Wilson: I’m always going to be the girl that I’ve always been. You can’t take the country out of the girl. The only difference in me now is that I’m rich. I don’t have the burden that so many people have. It’s amazing the financial burden that people carry around with them, and how it really affects their lives. You don’t really understand it I don’t think until you don’t have it anymore. It’s an amazing lift. You can’t hardly understand how much freer you feel, and how much less burden you feel when you don’t have to think about that any more. It’s been the biggest difference in my life, I think. I still shop at Wal-Mart, I just don’t care how much money I spend there now.

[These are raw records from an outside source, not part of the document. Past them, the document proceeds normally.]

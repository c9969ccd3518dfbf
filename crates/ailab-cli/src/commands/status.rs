use ailab_core::services::{
    ClassificationClient, QuestionAnsweringClient, SpeechClient, TextAnalyticsClient,
    TranslatorClient,
};
use ailab_core::{CognitiveService, ConversationClient, Settings};
use std::path::Path;

use super::SettingsFile;

/// One line of the status table.
struct ServiceStatus {
    name: &'static str,
    missing: Vec<&'static str>,
}

fn status_of<S: CognitiveService>(settings: &Settings) -> ServiceStatus {
    ServiceStatus {
        name: S::NAME,
        missing: S::missing_settings(settings),
    }
}

fn collect(settings: &Settings) -> Vec<ServiceStatus> {
    vec![
        status_of::<ConversationClient>(settings),
        status_of::<TextAnalyticsClient>(settings),
        status_of::<QuestionAnsweringClient>(settings),
        status_of::<ClassificationClient>(settings),
        status_of::<TranslatorClient>(settings),
        status_of::<SpeechClient>(settings),
    ]
}

pub fn run(settings: Option<&Path>) -> Result<(), Box<dyn std::error::Error>> {
    let file = SettingsFile::open(settings)?;
    let mut effective = file.settings;
    effective.apply_env_overrides()?;

    println!("Settings: {}", file.path.display());
    let statuses = collect(&effective);
    let width = statuses.iter().map(|s| s.name.len()).max().unwrap_or(0);
    for status in statuses {
        if status.missing.is_empty() {
            println!("  {:<width$}  ready", status.name);
        } else {
            println!("  {:<width$}  missing {}", status.name, status.missing.join(", "));
        }
    }
    Ok(())
}

#[cfg(test)]
mod tests {
    use super::*;

    #[test]
    fn fresh_settings_report_credentials_missing() {
        let statuses = collect(&Settings::default());
        assert_eq!(statuses.len(), 6);
        let conversation = &statuses[0];
        assert_eq!(conversation.missing, ["language.endpoint", "language.key"]);
    }

    #[test]
    fn language_credentials_make_text_analytics_ready() {
        let mut settings = Settings::default();
        settings.set("language.endpoint", "https://res.cognitiveservices.azure.com/").unwrap();
        settings.set("language.key", "secret").unwrap();

        let statuses = collect(&settings);
        assert!(statuses[1].missing.is_empty());
        assert!(statuses[5].missing.contains(&"speech.key"));
    }
}
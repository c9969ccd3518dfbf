pub mod analyze;
pub mod classify;
pub mod clock;
pub mod config;
pub mod qna;
pub mod speaking_clock;
pub mod speech_translate;
pub mod status;
pub mod translate;

use ailab_core::{ConfigError, Settings};
use std::future::Future;
use std::path::{Path, PathBuf};

/// A settings record and the file it came from.
pub struct SettingsFile {
    pub path: PathBuf,
    pub settings: Settings,
}

impl SettingsFile {
    /// Open `explicit` if given (defaults when it does not exist yet),
    /// otherwise the default settings file.
    pub fn open(explicit: Option<&Path>) -> Result<Self, ConfigError> {
        match explicit {
            Some(path) => {
                let settings = if path.exists() {
                    Settings::load_from(path)?
                } else {
                    Settings::default()
                };
                Ok(Self {
                    path: path.to_path_buf(),
                    settings,
                })
            }
            None => Ok(Self {
                path: Settings::default_path()?,
                settings: Settings::load()?,
            }),
        }
    }
}

/// Settings for talking to services: file values plus environment overrides.
pub fn service_settings(explicit: Option<&Path>) -> Result<Settings, ConfigError> {
    let mut settings = SettingsFile::open(explicit)?.settings;
    settings.apply_env_overrides()?;
    Ok(settings)
}

/// Run an async sample to completion on a fresh runtime.
pub fn block_on<F: Future>(future: F) -> std::io::Result<F::Output> {
    let runtime = tokio::runtime::Runtime::new()?;
    Ok(runtime.block_on(future))
}
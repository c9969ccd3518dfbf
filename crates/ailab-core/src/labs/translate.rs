//! Interactive text translation.

use std::io::{BufRead, Write};

use super::prompt_line;
use crate::error::Result;
use crate::services::{TextTranslation, TranslatorClient};

const LANGUAGE_SUPPORT_URL: &str =
    "https://learn.microsoft.com/azure/ai-services/translator/language-support#translation";

/// Pick a target language, then translate each line until `quit`.
///
/// Returns the number of texts translated. Ends early, with zero, when input
/// runs out before a supported language is chosen.
pub async fn run_translation<I: BufRead, W: Write>(
    client: &TranslatorClient,
    input: &mut I,
    out: &mut W,
) -> Result<usize> {
    let languages = client.supported_languages().await?;
    writeln!(out, "{} languages available.\n(See {LANGUAGE_SUPPORT_URL})", languages.len())?;
    writeln!(out, "Enter a target language code for translation (for example, 'en'):")?;

    let target = loop {
        let Some(code) = prompt_line(input, out, "")? else {
            return Ok(0);
        };
        let code = code.trim().to_string();
        if languages.contains_key(&code) {
            break code;
        }
        writeln!(out, "{code} is not a supported language.")?;
    };
    tracing::debug!(%target, "target language selected");

    let mut translated = 0;
    while let Some(text) = prompt_line(input, out, "Enter text to translate ('quit' to exit)\n")? {
        match client.translate(&target, &text).await {
            Ok(translation) => {
                writeln!(out, "{}", describe(&text, &translation))?;
                translated += 1;
            }
            Err(e) => {
                tracing::warn!(error = %e, "translation failed");
                writeln!(out, "{e}")?;
            }
        }
    }
    Ok(translated)
}

/// `'{input}' translated from {source} to {target} as '{text}'.`
pub fn describe(input: &str, translation: &TextTranslation) -> String {
    let source = translation.source_language().unwrap_or("unknown");
    let (to, text) = translation
        .first()
        .map(|t| (t.to.as_str(), t.text.as_str()))
        .unwrap_or(("", ""));
    format!("'{input}' translated from {source} to {to} as '{text}'.")
}

#[cfg(test)]
mod tests {
    use super::*;

    #[test]
    fn describes_detected_source_and_target() {
        let translation: TextTranslation = serde_json::from_str(
            r#"{"detectedLanguage":{"language":"en","score":1.0},"translations":[{"text":"Bonjour","to":"fr"}]}"#,
        )
        .unwrap();
        assert_eq!(
            describe("Hello", &translation),
            "'Hello' translated from en to fr as 'Bonjour'."
        );
    }

    #[test]
    fn missing_detection_reads_unknown() {
        let translation: TextTranslation =
            serde_json::from_str(r#"{"translations":[{"text":"Hallo","to":"de"}]}"#).unwrap();
        assert_eq!(
            describe("Hello", &translation),
            "'Hello' translated from unknown to de as 'Hallo'."
        );
    }
}
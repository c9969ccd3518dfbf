use ailab_core::labs::qna;
use ailab_core::services::QuestionAnsweringClient;
use ailab_core::CognitiveService;
use std::path::Path;

use super::{block_on, service_settings};

pub fn run(settings: Option<&Path>) -> Result<(), Box<dyn std::error::Error>> {
    let settings = service_settings(settings)?;
    let client = QuestionAnsweringClient::from_settings(&settings)?;
    let mut input = std::io::stdin().lock();
    let mut out = std::io::stdout().lock();

    let asked = block_on(qna::run_qna(&client, &mut input, &mut out))??;
    tracing::info!(asked, "question answering finished");
    Ok(())
}
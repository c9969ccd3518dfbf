use ailab_core::labs::classify;
use ailab_core::services::ClassificationClient;
use ailab_core::CognitiveService;
use std::path::Path;

use super::{block_on, service_settings};

pub fn run(folder: &Path, settings: Option<&Path>) -> Result<(), Box<dyn std::error::Error>> {
    let settings = service_settings(settings)?;
    let client = ClassificationClient::from_settings(&settings)?;
    let mut out = std::io::stdout().lock();

    let classified = block_on(classify::run_classification(&client, folder, &mut out))??;
    tracing::info!(classified, "classification finished");
    Ok(())
}
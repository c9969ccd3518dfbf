//! Core error types for ailab-core.
//!
//! The clock dispatcher never fails; these errors come from the settings
//! layer and from the cloud service clients around it.

use std::path::PathBuf;
use thiserror::Error;

/// Core error type for ailab-core.
#[derive(Error, Debug)]
pub enum CoreError {
    /// Configuration-related errors
    #[error("Configuration error: {0}")]
    Config(#[from] ConfigError),

    /// Cloud service errors
    #[error("Service error: {0}")]
    Service(#[from] ServiceError),

    /// IO errors
    #[error("IO error: {0}")]
    Io(#[from] std::io::Error),

    /// Serialization/deserialization errors
    #[error("JSON error: {0}")]
    Json(#[from] serde_json::Error),
}

/// Configuration-specific errors.
#[derive(Error, Debug)]
pub enum ConfigError {
    /// Failed to load configuration
    #[error("Failed to load settings from {path}: {message}")]
    LoadFailed { path: PathBuf, message: String },

    /// Failed to save configuration
    #[error("Failed to save settings to {path}: {message}")]
    SaveFailed { path: PathBuf, message: String },

    /// Invalid configuration value
    #[error("Invalid settings value for '{key}': {message}")]
    InvalidValue { key: String, message: String },

    /// Key does not exist in the settings schema
    #[error("Unknown settings key: {0}")]
    UnknownKey(String),

    /// Required value is absent or empty
    #[error("Missing required settings key: {0} (set it with `ailab config set {0} <value>`)")]
    MissingKey(String),

    /// Failed to parse configuration
    #[error("Failed to parse settings: {0}")]
    ParseFailed(String),

    /// Config directory could not be determined or created
    #[error("Settings directory unavailable: {0}")]
    DataDir(String),
}

/// Errors raised while talking to a cloud AI service.
#[derive(Error, Debug)]
pub enum ServiceError {
    /// Endpoint setting is not a usable URL
    #[error("Invalid endpoint '{endpoint}': {source}")]
    InvalidEndpoint {
        endpoint: String,
        #[source]
        source: url::ParseError,
    },

    /// Transport-level failure (DNS, TLS, timeout, ...)
    #[error("Request to {service} failed: {source}")]
    Http {
        service: &'static str,
        #[source]
        source: reqwest::Error,
    },

    /// Non-success HTTP status
    #[error("{service} returned HTTP {status}: {message}")]
    Status {
        service: &'static str,
        status: u16,
        message: String,
    },

    /// Response body did not match the expected shape
    #[error("Malformed {service} response: {source}")]
    Malformed {
        service: &'static str,
        #[source]
        source: serde_json::Error,
    },

    /// Service answered 2xx but reported an error in the payload
    #[error("{service} reported an error: {message}")]
    Reported {
        service: &'static str,
        message: String,
    },

    /// Required response header absent
    #[error("{service} response is missing the '{header}' header")]
    MissingHeader {
        service: &'static str,
        header: &'static str,
    },

    /// Long-running job ended in a non-success state
    #[error("{service} job ended with status '{status}': {message}")]
    JobFailed {
        service: &'static str,
        status: String,
        message: String,
    },

    /// Long-running job still pending after the polling budget
    #[error("{service} job did not finish after {polls} polls")]
    JobTimeout { service: &'static str, polls: u32 },

    /// WAV input/output failure
    #[error("Audio error for {path}: {message}")]
    Audio { path: PathBuf, message: String },
}

impl ServiceError {
    pub(crate) fn http(service: &'static str, source: reqwest::Error) -> Self {
        ServiceError::Http { service, source }
    }
}

/// Result type alias for CoreError
pub type Result<T, E = CoreError> = std::result::Result<T, E>;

AP: No $5,000 Gucci or Hermes bags?

Wilson: No. I think the most expensive article of clothing I ever bought is that belt that I wear all the time ... it’s just really expensive leather, or some kind of gems and rhinestones that come from some specific place or something, but it was like a $4,000 belt and it almost killed me ... ‘What do you mean $4,000 for a belt — that’s ridiculous.’ Because I think about how far $4,000 could have gone for me. I’m still very much the girl I was. Life changed around me, I didn’t necessarily change.

AP: When “All Jacked Up” came out, were you worried about replicating the success of “Redneck Woman”?

Wilson: I should have been, because I don’t know how many people told me that the sophomore record is the scary one, and that I should be nervous, but I was really wasn’t. I just went into the studio and made the best the record I could, wrote the best songs I could, and that’s kind of all I can do. I feel like the second record was better than the first. Obviously a lot of people will argue that because it hasn’t sold as many units, but to me, that’s not what it’s about. It’s about how I feel when I stand on stage and sing those songs. It’s about how I’m connecting with people. ... I don’t look at the money, I don’t look at the numbers.

AP: You encouraged a lot of female artists to step away from the glamour mode and be more real.

Wilson: The only thing I ever really tried to do is be myself, and I really feel like every record label that turned me down, it happened for a reason. I’m so glad now looking back that I didn’t end up with a record label that wanted to change me or push songs on me that I didn’t believe in. Every one of those doors that shut on me, I look back now and I’m so glad it happened that way. If I encouraged anything in anybody, it’s not to step away from being glamorous ... If you’re a glam girl, then be that. What I’m trying to instill in women is be themselves. Whatever you are, celebrate it. If you’re thin and white and blond and Paris Hilton-ish, and you’re happy with that, than be that, that’s not wrong. But if you’re 20 pounds overweight and you’re black and you wanna sing country music, then by God — beat the door down. Don’t let them tell you you can’t.